TLD/Protocol Selection and URL Formation

Block element 218 starts the TLD and/or Protocol selection process, ultimately resulting in URL formation at 220. The selection process is likely to be simple rule-based logic, augmented with more advanced artificial intelligence, such as neural networks, as real-world use provides supplemental data. Several simple selection rules are previously described herein, including regional TLD substitution (TLD .eu instead of .com), adult content filtering (TLD xxx instead of .com), and secure protocol awareness (URI scheme https instead of http). Other selection and optimization rules will be apparent to those skilled in the art.

Based on the previous geolocational 212, lexical 214, and protocol 216 analyses, the system 200 selects and constructs 220 an optimized URL for a connection attempt 222. Simplistically, URL formation consists of concatenating the various components, namely the protocol, the DNCS, and the TLD, into a proper format. If necessary, spaces and/or punctuation are also removed from the DNCS to form a valid URL. Other methods of URL formation/construction will be apparent to those skilled in the art.

Connection Attempts

Block diagram element 222 attempts a connection to the URL formed at 220. If the connection is successful 224, the process sequence finishes and a valid and accessible URL/URI is loaded in the browser display 104. If the connection attempt is not successful 226, there are two options.
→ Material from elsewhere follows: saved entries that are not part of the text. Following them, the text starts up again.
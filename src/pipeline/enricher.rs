//! Per-record full-text enrichment with bounded concurrency.

use std::sync::Arc;

use futures_util::stream::{self, StreamExt};

use crate::capabilities::{CapabilityError, FullTextCapability};
use crate::models::{Article, FullText, FullTextFailure};
use crate::pipeline::CancellationToken;
use crate::utils::{single_attempt, with_retry, RetryConfig};

/// Default number of concurrent full-text fetches
pub const DEFAULT_ENRICHMENT_CONCURRENCY: usize = 5;

/// Attempts full-text retrieval for each record independently.
///
/// One record's failure never affects another's attempt, and the whole pass
/// never fails: failures are recorded in each record's `full_text` state.
/// Workers run concurrently up to a bound, but output order always equals
/// input order.
#[derive(Debug, Clone)]
pub struct FullTextEnricher {
    capability: Arc<dyn FullTextCapability>,
    concurrency: usize,
    retry: RetryConfig,
}

impl FullTextEnricher {
    /// Create an enricher with the default concurrency and a single attempt
    /// per record
    pub fn new(capability: Arc<dyn FullTextCapability>) -> Self {
        Self {
            capability,
            concurrency: DEFAULT_ENRICHMENT_CONCURRENCY,
            retry: single_attempt(),
        }
    }

    /// Override the concurrency bound (clamped to at least 1)
    pub fn with_concurrency(mut self, concurrency: usize) -> Self {
        self.concurrency = concurrency.max(1);
        self
    }

    /// Inject a retry policy for per-record fetches
    pub fn with_retry_config(mut self, retry: RetryConfig) -> Self {
        self.retry = retry;
        self
    }

    /// Enrich every record. When disabled, no network calls occur and
    /// `full_text` states are left untouched.
    pub async fn enrich(
        &self,
        records: Vec<Article>,
        enabled: bool,
        cancel: &CancellationToken,
    ) -> Vec<Article> {
        if !enabled || records.is_empty() {
            return records;
        }

        // `buffered` polls up to `concurrency` fetches at once but yields in
        // input order, so completion order never leaks into the output.
        stream::iter(
            records
                .into_iter()
                .map(|article| self.enrich_one(article, cancel)),
        )
        .buffered(self.concurrency)
        .collect()
        .await
    }

    async fn enrich_one(&self, mut article: Article, cancel: &CancellationToken) -> Article {
        if cancel.is_cancelled() {
            return article;
        }

        // An already-decided state is never overwritten by a later pass
        if article.full_text.is_decided() {
            return article;
        }

        let Some(pmcid) = article.pmcid.clone() else {
            article.full_text = FullText::failed(FullTextFailure::NotAvailable);
            return article;
        };

        let capability = Arc::clone(&self.capability);
        let outcome = with_retry(self.retry, || {
            let capability = Arc::clone(&capability);
            let pmcid = pmcid.clone();
            async move { capability.fetch(&pmcid).await }
        })
        .await;

        article.full_text = match outcome {
            Ok(text) if text.trim().is_empty() => FullText::failed(FullTextFailure::Empty),
            Ok(text) => FullText::present(text),
            Err(error) => {
                tracing::debug!(pmid = %article.pmid, %error, "full-text fetch failed");
                FullText::failed(failure_reason(&error))
            }
        };

        article
    }
}

/// Map a capability error onto a per-record failure code
fn failure_reason(error: &CapabilityError) -> FullTextFailure {
    match error {
        CapabilityError::Timeout => FullTextFailure::Timeout,
        CapabilityError::RateLimit => FullTextFailure::RateLimited,
        CapabilityError::Network(_) => FullTextFailure::Network,
        CapabilityError::Unavailable(_) | CapabilityError::Rejected(_) => FullTextFailure::Upstream,
        CapabilityError::Parse(_) => FullTextFailure::Parse,
        CapabilityError::NotAvailable(_) => FullTextFailure::NotAvailable,
    }
}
If possible, the system 200 may re-attempt 228 URL formation with an alternative TLD, an alternative protocol, and/or a modified DNCS (i.e. adding “www.” to the DNCS). If the system 200 has exhausted various combinations of URL formation without a successful connection, the final result is a failed connection 230.

A Simplified Example

FIG. 3 depicts a sample process summary 300 of an embodiment of the invention. At step 310 the system receives the Direct Navigation Character String “bandwidth” for analysis. At step 312 the geolocational analysis determines that the end-user is connecting from Europe. At step 314 the lexical analysis determines that the word “bandwidth” is a generic technical phrase with international applicability. At step 316 the results from the previous two steps are used to determine an appropriate TLD for URL formation. In this instance, the TLD “.eu” is selected as a better candidate than “.com” for this end-user located in Europe. Finally, at step 318 the final URL “http://bandwidth.eu” is constructed by piecing together (a) the selected protocol “http” (b) the DNCS “bandwidth” and (c) the selected top-level domain “.eu”.

As used herein, the terms “embodiment” and “example” mean an embodiment that serves to illustrate by way of example but not limitation.

It will be appreciated to those skilled in the art that the preceding examples and embodiments are exemplary and not limiting to the scope of the present invention. It is intended that all permutations, enhancements, equivalents, and improvements thereto that are apparent to those skilled in the art upon a reading of the specification and a study of the drawings are included within the true spirit and scope of the present invention. It is therefore intended that the following appended claims include all such modifications, permutations and equivalents as fall within the true spirit and scope of the present invention.